Mark 16:9-20 and Sola Scriptura
Recently, apologetics Wunderkind and genuinely nice guy Wes Huff put out a video looking at the provenance of the largest textual variant found in the New Testament, that of Mark 16:9-20. In the video, Huff highlights the history of the text in key portions of the textual history as well as extra-textual witnesses to demonstrate the colorful history of the text. He comes to the conclusion that, based on a number of factors, it’s not original to Mark, and therefore not Scripture.
Now, such a conclusion is likely to be concerning…especially if you haven't given much thought to the textual issues and their relationship to both inspiration and inerrancy, which is something that I’ve written about elsewhere but haven’t really dealt with in a while. So…why not?
Where’s the Inspiration?
One of the fundamental questions is, where does inspiration start and where does it end?

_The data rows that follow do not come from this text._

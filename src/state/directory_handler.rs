//! Directory actions and response application (pure state transitions).
//!
//! Each action mutates the view state and returns the request the shell must
//! send, if any. Responses are applied with [`apply_response`]. No function
//! here performs I/O, so every transition is testable without a network or a
//! terminal.
//!
//! # Loading and errors
//!
//! All actions share one loading indicator (in-flight count > 0) and one
//! error slot. A failure overwrites the slot. Only a successful LoadUsers
//! clears it.
//!
//! # Stale post responses
//!
//! SelectUser bumps the selection generation and stamps it on the ticket.
//! A post response whose ticket generation differs from the current one
//! belongs to an earlier selection: it settles the loading count and is
//! otherwise dropped.

use crate::directory::{DirectoryRequest, DirectoryResponse, PostFetchKind, PostTicket};
use crate::model::{FetchFailure, PageNumber, UserId};
use crate::state::ViewState;
use tracing::{debug, warn};

/// What happened to an applied response.
#[derive(Debug, Clone, Copy, PartialEq, Eq)]
pub enum ResponseOutcome {
    /// The response changed posts, users or the error slot.
    Applied,
    /// The response belonged to an earlier selection and was dropped.
    Stale,
}

/// Start loading the full user list.
pub fn load_users(state: &mut ViewState) -> DirectoryRequest {
    state.in_flight += 1;
    DirectoryRequest::Users
}

/// Select `user_id` and request page 1 of their posts.
///
/// Resets the post list, page counter and post scroll before the request is
/// issued. Returns `None` (state unchanged) if the id is not in the current
/// user list.
pub fn select_user(state: &mut ViewState, user_id: UserId) -> Option<DirectoryRequest> {
    if !state.users.iter().any(|user| user.id == user_id) {
        debug!(user_id = user_id.get(), "Ignoring selection of unknown user");
        return None;
    }

    state.selected_user = Some(user_id);
    state.posts.clear();
    state.page = PageNumber::first();
    state.post_scroll = 0;
    state.selection_generation += 1;
    state.in_flight += 1;

    Some(DirectoryRequest::Posts(PostTicket {
        user_id,
        page: state.page,
        limit: state.page_size,
        generation: state.selection_generation,
        kind: PostFetchKind::FirstPage,
    }))
}

/// Select the user under the row cursor.
pub fn select_highlighted_user(state: &mut ViewState) -> Option<DirectoryRequest> {
    let user_id = state.highlighted_user()?.id;
    select_user(state, user_id)
}

/// Request the next page of posts for the selected user.
///
/// Only valid when a user is selected and at least one post is shown;
/// otherwise returns `None` and leaves the state untouched. The page counter
/// advances before the request and is not rolled back on failure.
pub fn load_more_posts(state: &mut ViewState) -> Option<DirectoryRequest> {
    if !state.can_load_more() {
        return None;
    }
    let user_id = state.selected_user?;

    state.page = state.page.next();
    state.in_flight += 1;

    Some(DirectoryRequest::Posts(PostTicket {
        user_id,
        page: state.page,
        limit: state.page_size,
        generation: state.selection_generation,
        kind: PostFetchKind::NextPage,
    }))
}

/// Apply a settled response to the state.
pub fn apply_response(state: &mut ViewState, response: DirectoryResponse) -> ResponseOutcome {
    state.in_flight = state.in_flight.saturating_sub(1);

    match response {
        DirectoryResponse::Users {
            result,
            received_at,
        } => {
            match result {
                Ok(users) => {
                    debug!(count = users.len(), "Users loaded");
                    state.users = users;
                    state.users_received_at = Some(received_at);
                    state.error = None;
                    state.refresh_view();
                }
                Err(err) => {
                    warn!(error = %err, "Failed to load users");
                    state.error = Some(FetchFailure::UserListFetchFailed);
                }
            }
            ResponseOutcome::Applied
        }
        DirectoryResponse::Posts { ticket, result } => {
            if ticket.generation != state.selection_generation {
                debug!(
                    user_id = ticket.user_id.get(),
                    page = ticket.page.get(),
                    generation = ticket.generation,
                    current = state.selection_generation,
                    "Discarding stale post response"
                );
                return ResponseOutcome::Stale;
            }

            match (ticket.kind, result) {
                (PostFetchKind::FirstPage, Ok(posts)) => {
                    debug!(user_id = ticket.user_id.get(), count = posts.len(), "Posts loaded");
                    state.posts = posts;
                }
                (PostFetchKind::NextPage, Ok(posts)) => {
                    debug!(
                        user_id = ticket.user_id.get(),
                        page = ticket.page.get(),
                        count = posts.len(),
                        "More posts loaded"
                    );
                    state.posts.extend(posts);
                }
                (PostFetchKind::FirstPage, Err(err)) => {
                    warn!(user_id = ticket.user_id.get(), error = %err, "Failed to load posts");
                    state.error = Some(FetchFailure::PostListFetchFailed);
                }
                (PostFetchKind::NextPage, Err(err)) => {
                    warn!(
                        user_id = ticket.user_id.get(),
                        page = ticket.page.get(),
                        error = %err,
                        "Failed to load more posts"
                    );
                    state.error = Some(FetchFailure::PostPageFetchFailed);
                }
            }
            ResponseOutcome::Applied
        }
    }
}

// ===== Tests =====

#[cfg(test)]
#[path = "directory_handler_tests.rs"]
mod tests;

This question is particularly perplexing because there’s an inherent recognition with even a casual reading of Scripture that sometimes there are voices speaking that aren’t those of the original author or perceived author.
It’s generally been believed that Moses wrote the Torah, after all they are called “The Five Books of Moses”. However, when it comes to the last book of the Pentateuch, which is essentially an extended farewell address by Moses, the final chapter is told from third person. This is taken to mean that at some later time, an author appended the story to the end of the book.
There are notes in Deuteronomy that Moses either wrote down personally or had his speeches transcribed (Deut. 31:9, 22, 24).[1] If one goes and looks at those passages in their context, however, it appears that what is being written down isn’t necessarily what we call Deuteronomy, but is something else entirely, but that is not germane to our current question, especially when Deuteronomy is read against its cultural backdrop. Deuteronomy shares many component similarities with documents known as “vassal treaties”.[2]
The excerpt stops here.